In the last days of the Trump Administration, the Attorney General released a new opinion titled Matter of A-B-, 28 I&N Dec. 199 (AG 2021). This decision vacates the Board’s earlier decision on June 30, 2020. According to the decision, the case is again being reviewed for the following reasons:
I am referring and reviewing this matter to provide additional guidance concerning three recurring issues in asylum cases involving applicants who claim persecution by non-governmental actors on account of the applicant’s membership in a particular social group: (1) whether Attorney General Sessions’s 2018 opinion altered the existing standard for determining whether a government is “unwilling or unable” to prevent persecution by non-governmental actors; (2) whether a government that makes efforts to stop the harm in third-party persecution cases is “unable or unwilling” to prevent persecution; and (3) whether a protected ground must be more than a but-for cause in order to be at least “one central reason” for persecuting an asylum applicant.
Matter of A-B-, 28 I&N Dec. 199 at 200 (A.G. 2021)
According to the case caption:
(1) Matter of A-B-, 27 I&N Dec. 316 (A.G. 2018), did not alter the existing standard for determining whether a government is “unwilling or unable” to prevent persecution by non-governmental actors. The “complete helplessness” language used in Matter of A-B- is consistent with the longstanding “unable or unwilling” standard, as the two are interchangeable formulations.
(2) The concept of “persecution” under the Immigration and Nationality Act, 8 U.S.C. §§ 1101(a)(42)(A), 1158(b)(1)(a), (b)(i), is premised on a breach of a home country’s duty to protect its citizens. In cases where an asylum applicant is the victim of violence or threats by non-governmental actors, and the applicant’s home government has made efforts to prevent such violence or threats, failures in particular cases or high levels of crime do not establish a breach of the government’s duty to protect its citizenry.

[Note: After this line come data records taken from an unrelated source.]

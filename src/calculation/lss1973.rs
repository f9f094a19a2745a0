//! 1973 Social Security Law (LSS 1973) pension model.
//!
//! Placeholder early-retirement model: each year of retirement before the
//! full-pension age removes a fixed amount from the replacement rate, and
//! retiring after it earns no bonus.

use rust_decimal::Decimal;
use serde::{Deserialize, Serialize};

use crate::config::Lss1973Assumptions;
use crate::error::{EngineError, EngineResult};

use super::lss1997::{clamp_replacement_rate, monthly_pension};

/// Youngest retirement age in a default sweep.
pub const DEFAULT_MIN_RETIREMENT_AGE: u32 = 60;
/// Oldest retirement age in a default sweep.
pub const DEFAULT_MAX_RETIREMENT_AGE: u32 = 65;
/// Widest `max_age - min_age` a sweep accepts.
pub const MAX_RETIREMENT_AGE_SPAN: u32 = 50;

/// The result of a 1973-regime evaluation.
#[derive(Debug, Clone, PartialEq, Eq, Serialize, Deserialize)]
pub struct Lss1973Result {
    /// The retirement age evaluated.
    pub retirement_age: u32,
    /// Projected pension divided by salary, within `[0, 1.2]`.
    pub replacement_rate: Decimal,
    /// The projected monthly pension.
    pub pension_monthly: Decimal,
    /// The worker's current age.
    pub age_now: u32,
    /// The monthly salary the rate applies to.
    pub salary_monthly: Decimal,
}

/// One row of a retirement-age sweep.
#[derive(Debug, Clone, Copy, PartialEq, Eq, Serialize, Deserialize)]
pub struct RetirementAgeRow {
    /// The retirement age.
    pub retirement_age: u32,
    /// The replacement rate at that age.
    pub replacement_rate: Decimal,
    /// The monthly pension at that age.
    pub pension_monthly: Decimal,
}

impl From<Lss1973Result> for RetirementAgeRow {
    fn from(result: Lss1973Result) -> Self {
        RetirementAgeRow {
            retirement_age: result.retirement_age,
            replacement_rate: result.replacement_rate,
            pension_monthly: result.pension_monthly,
        }
    }
}

/// A replacement-rate model for the 1973 regime.
///
/// Implementors provide the unclamped rate; [`Lss1973Model::evaluate`]
/// applies the `[0, 1.2]` output bounds and the pension product.
pub trait Lss1973Model {
    /// Returns the replacement rate before clamping.
    fn unclamped_rate(
        &self,
        age_now: u32,
        retirement_age: u32,
        salary_monthly: Decimal,
    ) -> Decimal;

    /// Evaluates the model for a worker retiring at `retirement_age`.
    ///
    /// # Errors
    ///
    /// `InvalidInput` when the pension overflows a `Decimal`.
    fn evaluate(
        &self,
        age_now: u32,
        retirement_age: u32,
        salary_monthly: Decimal,
    ) -> EngineResult<Lss1973Result> {
        let replacement_rate =
            clamp_replacement_rate(self.unclamped_rate(age_now, retirement_age, salary_monthly));
        Ok(Lss1973Result {
            retirement_age,
            replacement_rate,
            pension_monthly: monthly_pension(replacement_rate, salary_monthly)?,
            age_now,
            salary_monthly,
        })
    }
}

/// `base_rate_at_65 - penalty_per_year * max(0, full_pension_age - retirement_age)`.
impl Lss1973Model for Lss1973Assumptions {
    fn unclamped_rate(
        &self,
        _age_now: u32,
        retirement_age: u32,
        _salary_monthly: Decimal,
    ) -> Decimal {
        let years_early = self.full_pension_age.saturating_sub(retirement_age);
        self.base_rate_at_65
            .saturating_sub(self.penalty_per_year.saturating_mul(Decimal::from(years_early)))
    }
}

/// Estimates the 1973-regime replacement rate and monthly pension.
///
/// # Errors
///
/// `InvalidInput` when the pension overflows a `Decimal`.
///
/// # Examples
///
/// ```
/// use pension_engine::calculation::pension_1973;
/// use pension_engine::config::Lss1973Assumptions;
/// use rust_decimal::Decimal;
/// use std::str::FromStr;
///
/// let result =
///     pension_1973(55, 60, Decimal::from(20000), &Lss1973Assumptions::default()).unwrap();
/// assert_eq!(result.replacement_rate, Decimal::from_str("0.45").unwrap());
/// assert_eq!(result.pension_monthly, Decimal::from_str("9000.00").unwrap());
/// ```
pub fn pension_1973(
    age_now: u32,
    retirement_age: u32,
    salary_monthly: Decimal,
    assumptions: &Lss1973Assumptions,
) -> EngineResult<Lss1973Result> {
    assumptions.evaluate(age_now, retirement_age, salary_monthly)
}

/// Evaluates the model once per integer retirement age in
/// `[min_age, max_age]`, in ascending order.
///
/// # Errors
///
/// `InvalidInput` when `max_age <= min_age`, when the range spans more than
/// [`MAX_RETIREMENT_AGE_SPAN`] years, or when a pension overflows.
pub fn sweep_by_retirement_age<M: Lss1973Model + ?Sized>(
    model: &M,
    age_now: u32,
    salary_monthly: Decimal,
    min_age: u32,
    max_age: u32,
) -> EngineResult<Vec<RetirementAgeRow>> {
    if max_age <= min_age {
        return Err(EngineError::invalid_input(
            "max_age",
            format!("must be greater than min_age ({} <= {})", max_age, min_age),
        ));
    }
    if max_age - min_age > MAX_RETIREMENT_AGE_SPAN {
        return Err(EngineError::invalid_input(
            "max_age",
            format!(
                "range {}..={} spans more than {} years",
                min_age, max_age, MAX_RETIREMENT_AGE_SPAN
            ),
        ));
    }

    (min_age..=max_age)
        .map(|retirement_age| {
            model
                .evaluate(age_now, retirement_age, salary_monthly)
                .map(RetirementAgeRow::from)
        })
        .collect()
}

/// Returns the row with the highest replacement rate, the earliest age on ties.
pub fn best_retirement_age(rows: &[RetirementAgeRow]) -> Option<&RetirementAgeRow> {
    rows.iter().fold(None, |best: Option<&RetirementAgeRow>, row| match best {
        Some(current) if current.replacement_rate >= row.replacement_rate => Some(current),
        _ => Some(row),
    })
}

(3) The two-pronged test articulated by the Board of Immigration Appeals in Matter of L-E-A-, 27 I&N Dec. 40, 43–44 (BIA 2017), is the proper approach for determining whether a protected ground is “at least one central reason” for an asylum applicant’s persecution, 8 U.S.C. § 1158(b)(1)(B)(i). Under this test, the protected ground: (1) must be a but-for cause of the wrongdoer’s act; and (2) must play more than a minor role—in other words, it cannot be incidental or tangential to another reason for the act.